02 mai 2017

L’humain serait en Amérique depuis 130 000 ans


La découverte à San Diego, en Californie, d’ossements de mammouth vieux de 130 000 ans qui auraient été brisés par des mains humaines vient repousser de plus de 100 000 ans la date généralement admise de l’arrivée des premiers humains en Amérique. Les détails de cette découverte qui ne manquera pas de susciter le scepticisme sont publiés dans la revue Nature.

Ce sont des paléontologues du Musée d’histoire naturelle de San Diego, dans le sud de la Californie, qui ont exhumé en 1992 les fragments de ce mammouth au milieu du chantier d’une autoroute. Enfouis sous trois mètres de sédiments, les ossements, les défenses et les molaires de ce mastodonte se trouvaient rassemblés à proximité d’outils de pierre ressemblant à des marteaux et à des enclumes.
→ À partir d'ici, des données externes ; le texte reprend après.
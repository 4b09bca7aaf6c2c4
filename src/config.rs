//! Environment-driven configuration.
//!
//! Values are read from the process environment after an optional `.env`
//! file has been loaded by the binary with `dotenvy`.

use std::{env, net::SocketAddr, str::FromStr, time::Duration};

use sea_orm::{ConnectOptions, Database, DatabaseConnection, DbErr};
use thiserror::Error;

use crate::orders::OrderPolicy;

/// Why configuration could not be loaded.
#[derive(Debug, Error, PartialEq, Eq)]
pub enum ConfigError {
    #[error("environment variable {0} must be set")]
    Missing(&'static str),
    #[error("environment variable {var} has invalid value {value:?}: {reason}")]
    Invalid {
        var: &'static str,
        value: String,
        reason: String,
    },
}

/// Longest admin session lifetime accepted from the environment, one year.
pub const MAX_SESSION_TTL_HOURS: i64 = 24 * 365;

/// Connection pool sizing. The pool ceiling is the only admission control:
/// callers beyond it queue until `acquire_timeout` elapses, then fail.
#[derive(Debug, Clone, PartialEq, Eq)]
pub struct PoolConfig {
    pub max_connections: u32,
    pub min_connections: u32,
    pub acquire_timeout: Duration,
    pub idle_timeout: Duration,
}

impl Default for PoolConfig {
    fn default() -> Self {
        Self {
            max_connections: 20,
            min_connections: 1,
            acquire_timeout: Duration::from_millis(2_000),
            idle_timeout: Duration::from_millis(30_000),
        }
    }
}

/// Complete server configuration.
#[derive(Debug, Clone, PartialEq)]
pub struct Config {
    pub database_url: String,
    pub bind_addr: SocketAddr,
    pub pool: PoolConfig,
    /// Absolute lifetime of an admin session from the moment it is issued.
    pub session_ttl: time::Duration,
    pub order_policy: OrderPolicy,
}

impl Config {
    /// Reads the configuration from the process environment.
    pub fn from_env() -> Result<Self, ConfigError> {
        Self::from_lookup(|key| env::var(key).ok())
    }

    /// Reads the configuration through an arbitrary key lookup.
    pub fn from_lookup<F>(lookup: F) -> Result<Self, ConfigError>
    where
        F: Fn(&str) -> Option<String>,
    {
        let database_url = lookup("DATABASE_URL")
            .filter(|url| !url.is_empty())
            .ok_or(ConfigError::Missing("DATABASE_URL"))?;

        let defaults = PoolConfig::default();
        let pool = PoolConfig {
            max_connections: parse_or(&lookup, "DB_MAX_CONNECTIONS", defaults.max_connections)?,
            min_connections: parse_or(&lookup, "DB_MIN_CONNECTIONS", defaults.min_connections)?,
            acquire_timeout: Duration::from_millis(parse_or(
                &lookup,
                "DB_ACQUIRE_TIMEOUT_MS",
                defaults.acquire_timeout.as_millis() as u64,
            )?),
            idle_timeout: Duration::from_millis(parse_or(
                &lookup,
                "DB_IDLE_TIMEOUT_MS",
                defaults.idle_timeout.as_millis() as u64,
            )?),
        };
        if pool.max_connections == 0 {
            return Err(ConfigError::Invalid {
                var: "DB_MAX_CONNECTIONS",
                value: "0".into(),
                reason: "the pool needs at least one connection".into(),
            });
        }

        let ttl_hours: i64 = parse_or(&lookup, "SESSION_TTL_HOURS", 24)?;
        if !(1..=MAX_SESSION_TTL_HOURS).contains(&ttl_hours) {
            return Err(ConfigError::Invalid {
                var: "SESSION_TTL_HOURS",
                value: ttl_hours.to_string(),
                reason: format!("must be between 1 and {MAX_SESSION_TTL_HOURS}"),
            });
        }

        Ok(Self {
            database_url,
            bind_addr: parse_or(&lookup, "BIND_ADDR", SocketAddr::from(([0, 0, 0, 0], 3001)))?,
            pool,
            session_ttl: time::Duration::hours(ttl_hours),
            order_policy: OrderPolicy {
                decrement_stock: parse_or(&lookup, "ORDER_DECREMENTS_STOCK", false)?,
            },
        })
    }

    /// Sea-ORM connection options carrying the pool settings.
    pub fn connect_options(&self) -> ConnectOptions {
        let mut opt = ConnectOptions::new(self.database_url.clone());
        opt.max_connections(self.pool.max_connections)
            .min_connections(self.pool.min_connections)
            .acquire_timeout(self.pool.acquire_timeout)
            .idle_timeout(self.pool.idle_timeout);
        opt
    }

    /// Opens the connection pool.
    pub async fn connect(&self) -> Result<DatabaseConnection, DbErr> {
        Database::connect(self.connect_options()).await
    }
}

pub(crate) fn parse_or<F, T>(lookup: &F, var: &'static str, default: T) -> Result<T, ConfigError>
where
    F: Fn(&str) -> Option<String>,
    T: FromStr,
    T::Err: std::fmt::Display,
{
    match lookup(var) {
        None => Ok(default),
        Some(value) if value.trim().is_empty() => Ok(default),
        Some(value) => value.trim().parse().map_err(|e: T::Err| ConfigError::Invalid {
            var,
            value,
            reason: e.to_string(),
        }),
    }
}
Selon les chercheurs, les « plans de cassure en spirale » des ossements et des molaires indiquent que ceux-ci ont été brisés sous l’impact des coups assénés par un outil de pierre, alors qu’ils étaient encore frais. De plus, plusieurs spécimens osseux et outils de pierre présentent des traces de percussion et sont entourés d’éclats d’os et de pierre vraisemblablement issus du martèlement de leur surface avec le marteau de pierre, a précisé lors d’une téléconférence de presse Richard Fullagar, géoarchéologue au Center for Archaeological Science de l’Université de Wollongong, en Australie. Pour les paléontologues ayant participé à l’étude, les traces gravées dans les artéfacts ne peuvent être attribuées à l’érosion, au piétinement ou au rongement des ossements par des animaux, ou même à des carnivores qui, selon eux, auraient été incapables de briser le fémur frais d’un mammouth.
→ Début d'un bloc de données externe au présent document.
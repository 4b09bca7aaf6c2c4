//! Product catalog: the public in-stock listing and admin CRUD.

use sea_orm::prelude::{Decimal, Uuid};
use sea_orm::{
    ActiveModelTrait, ColumnTrait, ConnectionTrait, DatabaseConnection, DbErr, EntityTrait,
    NotSet, QueryFilter, QueryOrder, Set, Unchanged,
};
use serde::{Deserialize, Serialize};
use tracing::info;

use crate::auth::AdminId;
use crate::clock;
use crate::entity::product::{self, Entity as ProductEntity, Tags};
use crate::error::{Error, Result};

/// Every writable field of a product.
///
/// Updates overwrite all of them; an omitted optional field is reset to
/// its default rather than left untouched.
#[derive(Debug, Clone, PartialEq, Serialize, Deserialize)]
pub struct ProductInput {
    pub name: String,
    #[serde(default)]
    pub description: String,
    pub price: Decimal,
    #[serde(default)]
    pub unit: String,
    #[serde(default)]
    pub image_url: Option<String>,
    #[serde(default = "in_stock_by_default")]
    pub in_stock: bool,
    #[serde(default)]
    pub stock_quantity: i32,
    #[serde(default)]
    pub tags: Tags,
}

fn in_stock_by_default() -> bool {
    true
}

impl ProductInput {
    /// Rejects inputs the store would refuse anyway.
    pub fn validate(&self) -> Result<()> {
        if self.name.trim().is_empty() {
            return Err(Error::validation("Product name is required"));
        }
        if self.price < Decimal::ZERO {
            return Err(Error::validation("Price must not be negative"));
        }
        if self.stock_quantity < 0 {
            return Err(Error::validation("Stock quantity must not be negative"));
        }
        Ok(())
    }
}

/// Catalog service over the `products` table.
#[derive(Debug, Clone)]
pub struct Catalog {
    conn: DatabaseConnection,
}

impl Catalog {
    pub fn new(conn: DatabaseConnection) -> Self {
        Self { conn }
    }

    /// In-stock products ordered by name. Needs no authentication.
    pub async fn list_public(&self) -> Result<Vec<product::Model>> {
        Ok(ProductEntity::find()
            .filter(product::Column::InStock.eq(true))
            .order_by_asc(product::Column::Name)
            .all(&self.conn)
            .await?)
    }

    /// Every product, in stock or not, ordered by name.
    pub async fn list_all(&self, _admin: AdminId) -> Result<Vec<product::Model>> {
        Ok(ProductEntity::find()
            .order_by_asc(product::Column::Name)
            .all(&self.conn)
            .await?)
    }

    pub async fn get(&self, _admin: AdminId, id: Uuid) -> Result<product::Model> {
        ProductEntity::find_by_id(id)
            .one(&self.conn)
            .await?
            .ok_or(Error::NotFound("Product"))
    }

    /// Adds a product attributed to `admin` and returns its id.
    pub async fn create(&self, admin: AdminId, input: ProductInput) -> Result<Uuid> {
        input.validate()?;
        let product = insert_product(&self.conn, input, Some(admin.as_uuid())).await?;
        info!(product_id = %product.id, %admin, "product created");
        Ok(product.id)
    }

    /// Replaces every writable field of product `id`.
    pub async fn update(&self, admin: AdminId, id: Uuid, input: ProductInput) -> Result<()> {
        input.validate()?;

        let ProductInput {
            name,
            description,
            price,
            unit,
            image_url,
            in_stock,
            stock_quantity,
            tags,
        } = input;

        let result = product::ActiveModel {
            id: Unchanged(id),
            name: Set(name),
            description: Set(description),
            price: Set(price),
            unit: Set(unit),
            image_url: Set(image_url),
            in_stock: Set(in_stock),
            stock_quantity: Set(stock_quantity),
            tags: Set(tags),
            created_by: NotSet,
            created_at: NotSet,
            updated_at: Set(clock::now()),
        }
        .update(&self.conn)
        .await;

        match result {
            Ok(_) => {
                info!(product_id = %id, %admin, "product updated");
                Ok(())
            }
            Err(DbErr::RecordNotUpdated) => Err(Error::NotFound("Product")),
            Err(e) => Err(e.into()),
        }
    }

    /// Removes product `id`. Removing an absent product is not an error.
    pub async fn delete(&self, admin: AdminId, id: Uuid) -> Result<()> {
        let result = ProductEntity::delete_by_id(id).exec(&self.conn).await?;
        if result.rows_affected > 0 {
            info!(product_id = %id, %admin, "product deleted");
        }
        Ok(())
    }
}

/// Inserts a product row without any authorization check.
pub(crate) async fn insert_product<C>(
    conn: &C,
    input: ProductInput,
    created_by: Option<Uuid>,
) -> Result<product::Model>
where
    C: ConnectionTrait,
{
    let now = clock::now();
    let product = product::ActiveModel {
        id: Set(Uuid::new_v4()),
        name: Set(input.name),
        description: Set(input.description),
        price: Set(input.price),
        unit: Set(input.unit),
        image_url: Set(input.image_url),
        in_stock: Set(input.in_stock),
        stock_quantity: Set(input.stock_quantity),
        tags: Set(input.tags),
        created_by: Set(created_by),
        created_at: Set(now),
        updated_at: Set(now),
    }
    .insert(conn)
    .await?;

    Ok(product)
}

#[cfg(test)]
mod tests {
    use super::*;

    fn input() -> ProductInput {
        ProductInput {
            name: "Café moulu".into(),
            description: "Café arabica moulu".into(),
            price: Decimal::new(420, 2),
            unit: "paquet 250g".into(),
            image_url: None,
            in_stock: true,
            stock_quantity: 35,
            tags: ["Boissons"].into_iter().collect(),
        }
    }

    #[test]
    fn valid_input_passes() {
        assert!(input().validate().is_ok());
    }

    #[test]
    fn zero_price_is_allowed() {
        let free = ProductInput {
            price: Decimal::ZERO,
            ..input()
        };
        assert!(free.validate().is_ok());
    }

    #[test]
    fn blank_name_negative_price_and_stock_are_rejected() {
        for bad in [
            ProductInput {
                name: "   ".into(),
                ..input()
            },
            ProductInput {
                price: Decimal::new(-1, 2),
                ..input()
            },
            ProductInput {
                stock_quantity: -3,
                ..input()
            },
        ] {
            assert!(matches!(bad.validate(), Err(Error::Validation(_))));
        }
    }

    #[test]
    fn optional_fields_default_when_absent() {
        let parsed: ProductInput =
            serde_json::from_str(r#"{"name": "Eau minérale", "price": 0.8}"#).unwrap();

        assert_eq!(parsed.price, Decimal::new(8, 1));
        assert!(parsed.in_stock);
        assert_eq!(parsed.stock_quantity, 0);
        assert!(parsed.tags.0.is_empty());
        assert_eq!(parsed.image_url, None);
    }
}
Pour confirmer leur hypothèse, les chercheurs se sont appliqués à briser les os d’un éléphant — qui appartient à une espèce apparentée aux mammouths — qui venait de mourir de cause naturelle à l’aide de grosses roches ayant la forme grossière d’un marteau. « Nous avons ainsi pu reproduire exactement les mêmes patrons de fracture que nous avons observés sur les ossements de mammouth retrouvés sur le site Cerutti Mastodon », a précisé le premier auteur de l’article Steven Holen, directeur de la recherche au Center for American Paleolithic Research au Dakota du Sud. « Il s’agit d’une technologie très ancienne qui était utilisée par les habitants de l’Afrique il y a 1,5 million d’années pour extraire la moelle des os et la manger, ainsi que pour fabriquer des outils. Et lorsque les humains sont sortis d’Afrique et ont parcouru le monde, ils ont continué d’utiliser cette technologie et l’ont ainsi répandue à travers le monde. »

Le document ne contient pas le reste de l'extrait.